Iger’s total compensation hit $65.6 million in fiscal 2018, an increase of 80% from the prior year, according to a Friday regulatory filing.
The surge was mostly due to a much larger stock bonus the Burbank entertainment giant bestowed on the executive, based on the company’s performance during the fiscal year — which ended Sept. 29 — and a series of major strategic moves to grow its business.
In the filing, Disney’s compensation committee highlighted Iger’s leadership over the company’s pending $71.3-billion acquisition of 21st Century Fox assets and the development of its key strategy for new subscription streaming video services, including the upcoming Disney+, which will compete with Netflix.
Iger’s stock awards totaled about $35.4 million in the year, nearly four times the $9 million in stock awards he received a year earlier. Much of that jump was connected to a contract extension. In late 2017, Iger extended his contract to 2021 to oversee Disney after it finalizes its deal to absorb the Fox assets. Disney also faces a pivotal moment in late 2019, when it is expected to launch Disney+.
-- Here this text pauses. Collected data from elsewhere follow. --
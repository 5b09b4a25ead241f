//! Stage runner for the knowledge-graph build.
//!
//! `pipeline parse` digitizes every downloaded document that has no
//! parsed JSON yet; `pipeline load` reads the tabular outputs and parsed
//! statutes, resolves cross-domain links, and loads the graph store.
//! Paths come from `PIPELINE_*` environment variables, with `data/`
//! defaults.

use std::collections::BTreeMap;
use std::path::{Path, PathBuf};

use anyhow::{bail, Context, Result};
use tracing::{error, info, warn};
use walkdir::WalkDir;

use docparse::{
    DocParseError, DocumentSplitter, Element, ParsedDocument, ParserClient, ParserConfig,
    SplitConfig,
};
use extract::schema::{Article, Biomarker, Law};
use extract::{vocabulary, ArticleParser};
use graph::{GraphConfig, GraphDataset, GraphIntegrator};
use resolve::ArticleIndex;

mod tables;

const MAX_FAILURE_SAMPLES: usize = 10;

#[tokio::main]
async fn main() -> Result<()> {
    tracing_subscriber::fmt::init();

    let Some(stage) = std::env::args().nth(1) else {
        bail!("usage: pipeline <parse|load>");
    };
    match stage.as_str() {
        "parse" => run_parse().await,
        "load" => run_load().await,
        other => bail!("unknown stage '{other}', expected parse or load"),
    }
}

fn env_path(var: &str, default: &str) -> PathBuf {
    std::env::var(var)
        .map(PathBuf::from)
        .unwrap_or_else(|_| PathBuf::from(default))
}

fn env_flag(var: &str) -> bool {
    std::env::var(var)
        .map(|v| v == "1" || v.eq_ignore_ascii_case("true"))
        .unwrap_or(false)
}

#[derive(Debug, Default)]
struct FailureBucket {
    count: usize,
    samples: Vec<String>,
}

/// Failure counts per kind, keeping at most `MAX_FAILURE_SAMPLES`
/// sample inputs each.
#[derive(Debug, Default)]
struct FailureTally {
    buckets: BTreeMap<String, FailureBucket>,
}

impl FailureTally {
    fn record(&mut self, kind: &str, sample: &str) {
        let bucket = self.buckets.entry(kind.to_string()).or_default();
        bucket.count += 1;
        if bucket.samples.len() < MAX_FAILURE_SAMPLES {
            bucket.samples.push(sample.to_string());
        }
    }

    fn total(&self) -> usize {
        self.buckets.values().map(|b| b.count).sum()
    }

    fn log(&self, stage: &str) {
        for (kind, bucket) in &self.buckets {
            warn!(
                stage,
                kind = %kind,
                count = bucket.count,
                samples = ?bucket.samples,
                "stage failures"
            );
        }
    }
}

fn failure_kind(err: &DocParseError) -> &'static str {
    match err {
        DocParseError::UnsupportedFormat(_) => "unsupported_format",
        DocParseError::FileTooLarge { .. } => "file_too_large",
        DocParseError::TooManyPages { .. } => "too_many_pages",
        DocParseError::RateLimited | DocParseError::Transient { .. } => "transient",
        DocParseError::Rejected { .. } => "rejected",
        DocParseError::Pdf(_) => "pdf",
        DocParseError::Json(_) => "json",
        DocParseError::Io(_) => "io",
    }
}

/// Digitizes downloads into parsed JSON files, one per document.
/// Existing outputs are skipped, so a rerun only touches new files.
async fn run_parse() -> Result<()> {
    let downloads = env_path("PIPELINE_DOWNLOADS_DIR", "data/downloads");
    let parsed_dir = env_path("PIPELINE_PARSED_DIR", "data/parsed");
    tokio::fs::create_dir_all(&parsed_dir)
        .await
        .with_context(|| format!("Failed to create {}", parsed_dir.display()))?;

    let config = ParserConfig::from_env()?;
    let client = ParserClient::new(config)?;
    let split = match std::env::var("PIPELINE_SPLIT_PROFILE").as_deref() {
        Ok("text") => SplitConfig::text(),
        _ => SplitConfig::tables(),
    };
    let splitter = DocumentSplitter::new(client, split);

    let mut documents: Vec<PathBuf> = WalkDir::new(&downloads)
        .into_iter()
        .filter_map(|e| e.ok())
        .filter(|e| e.file_type().is_file())
        .map(|e| e.path().to_path_buf())
        .collect();
    documents.sort();
    info!(dir = %downloads.display(), files = documents.len(), "parse stage started");

    let mut parsed = 0usize;
    let mut skipped = 0usize;
    let mut incomplete = 0usize;
    let mut failures = FailureTally::default();

    for path in &documents {
        let Some(stem) = path.file_stem().and_then(|s| s.to_str()) else {
            failures.record("unnamed", &path.display().to_string());
            continue;
        };
        let output = parsed_dir.join(format!("{stem}.json"));
        if output.exists() {
            skipped += 1;
            continue;
        }

        match splitter.parse_document(path).await {
            Ok(document) => {
                if !document.is_complete() {
                    incomplete += 1;
                    warn!(
                        file = %path.display(),
                        chunks_failed = document.chunks_failed,
                        "document parsed with missing page ranges"
                    );
                }
                let json = serde_json::to_string_pretty(&document)?;
                tokio::fs::write(&output, json)
                    .await
                    .with_context(|| format!("Failed to write {}", output.display()))?;
                parsed += 1;
            }
            Err(err) => {
                error!(file = %path.display(), error = %err, "document parse failed");
                failures.record(failure_kind(&err), &path.display().to_string());
            }
        }
    }

    failures.log("parse");
    info!(
        total = documents.len(),
        parsed,
        skipped,
        incomplete,
        failed = failures.total(),
        "parse stage finished"
    );
    Ok(())
}

/// Layout elements carry plain text; the merged content may be table
/// markup when the parse requested HTML.
fn document_text(elements: &[Element], content: &str) -> String {
    if elements.is_empty() {
        return content.to_string();
    }
    elements
        .iter()
        .map(|e| e.text.as_str())
        .filter(|t| !t.is_empty())
        .collect::<Vec<_>>()
        .join("\n")
}

/// Splits each law's parsed document into article records.
async fn parse_statutes(laws: &[Law], parsed_dir: &Path) -> Result<Vec<Article>> {
    let parser = ArticleParser::new();
    let mut articles = Vec::new();
    for law in laws {
        let path = parsed_dir.join(format!("{}.json", law.law_id));
        if !path.exists() {
            warn!(law = %law.law_id, path = %path.display(), "no parsed document for law");
            continue;
        }
        let json = tokio::fs::read_to_string(&path)
            .await
            .with_context(|| format!("Failed to read {}", path.display()))?;
        let document: ParsedDocument = serde_json::from_str(&json)
            .with_context(|| format!("Malformed parsed document {}", path.display()))?;
        let text = document_text(&document.elements, &document.content);
        let parsed = parser.parse(&law.law_id, &text);
        info!(law = %law.law_id, articles = parsed.len(), "statute split into articles");
        articles.extend(parsed);
    }
    Ok(articles)
}

/// Curated marker nodes. Ids come from the same derivation the
/// resolvers use, so every edge record lands on an existing node.
fn biomarker_nodes() -> Vec<Biomarker> {
    vocabulary::biomarkers()
        .iter()
        .map(|def| Biomarker {
            biomarker_id: def.entity_id(),
            name_en: def.name.to_string(),
            name_ko: def.korean_forms.first().copied().unwrap_or(def.name).to_string(),
            biomarker_type: def.kind,
            gene: def.gene.to_string(),
            kcd_codes: def.kcd_codes.iter().map(|c| c.to_string()).collect(),
        })
        .collect()
}

async fn write_report<T: serde::Serialize>(path: &Path, value: &T) -> Result<()> {
    let json = serde_json::to_string_pretty(value)?;
    tokio::fs::write(path, json)
        .await
        .with_context(|| format!("Failed to write {}", path.display()))?;
    info!(path = %path.display(), "report written");
    Ok(())
}

/// Reads tables and parsed statutes, resolves links, and loads the
/// graph store. The unresolved-reference report is written before the
/// store is touched.
async fn run_load() -> Result<()> {
    let tables_dir = env_path("PIPELINE_TABLES_DIR", "data/tables");
    let parsed_dir = env_path("PIPELINE_PARSED_DIR", "data/parsed");
    let reports_dir = env_path("PIPELINE_REPORTS_DIR", "data/reports");
    tokio::fs::create_dir_all(&reports_dir)
        .await
        .with_context(|| format!("Failed to create {}", reports_dir.display()))?;

    let drugs = tables::read_drugs(&tables_dir.join("drugs.csv"))?;
    let diseases = tables::read_diseases(&tables_dir.join("diseases.csv"))?;
    let mut tests = tables::read_tests(&tables_dir.join("tests.csv"))?;
    let cancers = tables::read_cancers(&tables_dir.join("cancers.csv"))?;
    let laws = tables::read_laws(&tables_dir.join("laws.csv"))?;

    let articles = parse_statutes(&laws, &parsed_dir).await?;
    let biomarkers = biomarker_nodes();

    let tested_by = resolve::test_match::resolve_tests(&mut tests);
    let has_biomarker = resolve::disease_match::link_diseases(&diseases);
    let is_a = resolve::hierarchy::link_disease_hierarchy(&diseases);
    let cancer_types = resolve::cancer_match::link_cancer_types(&diseases, &cancers);
    let cancer_biomarkers = resolve::cancer_match::link_cancer_biomarkers(&cancers);
    let targets = resolve::drug_match::link_targets(&drugs);
    let indicated_for = resolve::drug_match::link_indications(&drugs, &cancers);

    let index = ArticleIndex::build(&laws, &articles);
    let resolution = index.resolve_references(&articles);
    info!(
        resolved = resolution.resolved.len(),
        unresolved = resolution.unresolved.len(),
        "statute references resolved"
    );
    for miss in resolution.unresolved.iter().take(MAX_FAILURE_SAMPLES) {
        warn!(
            article = %miss.source_article_id,
            raw = %miss.raw,
            reason = %miss.reason,
            "unresolved reference"
        );
    }
    write_report(
        &reports_dir.join("unresolved_references.json"),
        &resolution.unresolved,
    )
    .await?;

    let dataset = GraphDataset {
        drugs,
        diseases,
        biomarkers,
        tests,
        cancers,
        laws,
        articles,
        has_biomarker,
        cancer_biomarkers,
        tested_by,
        targets,
        indicated_for,
        cancer_types,
        is_a,
        references: resolution.resolved,
    };
    info!(
        drugs = dataset.drugs.len(),
        diseases = dataset.diseases.len(),
        biomarkers = dataset.biomarkers.len(),
        tests = dataset.tests.len(),
        cancers = dataset.cancers.len(),
        laws = dataset.laws.len(),
        articles = dataset.articles.len(),
        "dataset assembled"
    );
    for (rel_type, rows) in dataset.relationship_row_counts() {
        info!(rel_type, rows, "relationship rows prepared");
    }

    let config = GraphConfig::from_env();
    let integrator = GraphIntegrator::connect(&config).await?;
    let report = integrator.run(env_flag("PIPELINE_CLEAR_DB"), &dataset).await?;
    write_report(&reports_dir.join("verification_report.json"), &report).await?;

    info!(
        nodes = report.total_nodes(),
        relationships = report.total_relationships(),
        "load stage finished"
    );
    Ok(())
}

#[cfg(test)]
mod tests {
    use super::*;

    #[test]
    fn test_failure_tally_caps_samples_per_kind() {
        let mut tally = FailureTally::default();
        for i in 0..15 {
            tally.record("transient", &format!("file-{i}.pdf"));
        }
        tally.record("rejected", "bad.pdf");

        let bucket = tally.buckets.get("transient").unwrap();
        assert_eq!(bucket.count, 15);
        assert_eq!(bucket.samples.len(), MAX_FAILURE_SAMPLES);
        assert_eq!(tally.total(), 16);
    }

    #[test]
    fn test_failure_kinds_group_transient_errors() {
        assert_eq!(failure_kind(&DocParseError::RateLimited), "transient");
        assert_eq!(
            failure_kind(&DocParseError::Transient {
                reason: "connection reset".into()
            }),
            "transient"
        );
        assert_eq!(
            failure_kind(&DocParseError::UnsupportedFormat("zip".into())),
            "unsupported_format"
        );
    }

    #[test]
    fn test_document_text_prefers_element_text() {
        let elements = vec![
            Element {
                category: "heading".into(),
                page: 1,
                text: "제1조(목적)".into(),
                coordinates: None,
            },
            Element {
                category: "paragraph".into(),
                page: 1,
                text: "이 법은 다음을 목적으로 한다.".into(),
                coordinates: None,
            },
        ];
        let text = document_text(&elements, "<p>markup</p>");
        assert_eq!(text, "제1조(목적)\n이 법은 다음을 목적으로 한다.");
    }

    #[test]
    fn test_document_text_falls_back_to_content() {
        assert_eq!(document_text(&[], "plain body"), "plain body");
    }

    #[test]
    fn test_biomarker_nodes_use_resolver_ids() {
        let nodes = biomarker_nodes();
        assert_eq!(nodes.len(), vocabulary::biomarkers().len());

        let her2 = vocabulary::find_by_name("HER2").unwrap();
        assert!(nodes.iter().any(|n| n.biomarker_id == her2.entity_id()));

        let ids: std::collections::HashSet<_> =
            nodes.iter().map(|n| n.biomarker_id.clone()).collect();
        assert_eq!(ids.len(), nodes.len());
    }

    #[test]
    fn test_env_path_falls_back_to_default() {
        assert_eq!(
            env_path("PIPELINE_UNSET_FOR_TEST", "data/parsed"),
            PathBuf::from("data/parsed")
        );
    }
}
Iger’s base salary in fiscal 2018 was $2.9 million, up from $2.5 million. His pay package also included $8.3 million in stock options, an $18-million cash bonus and $1.1 million in other compensation.
Even if you set aside the Fox acquisition, which is expected to close within weeks, Disney had a big year. The company released several blockbusters, including “Star Wars: The Last Jedi,” “Black Panther,” “Avengers: Infinity War” and “Incredibles 2,” which each grossed more than $1 billion in worldwide box office sales. Additionally, the company reported record operating results from its parks and resorts segment.
Iger, 67, is poised for an even bigger payday after the 21st Century Fox deal closes. In December, Disney raised the bar for Iger to receive the more than $100 million in stock units he could get after the acquisition.
Disney and Iger agreed to change the terms of his contract to more closely reflect the performance of the combined media company’s share price. The adjustment came after Disney received blowback from shareholders over his compensation in March, when a majority of shareholders voted against Disney’s pay plan.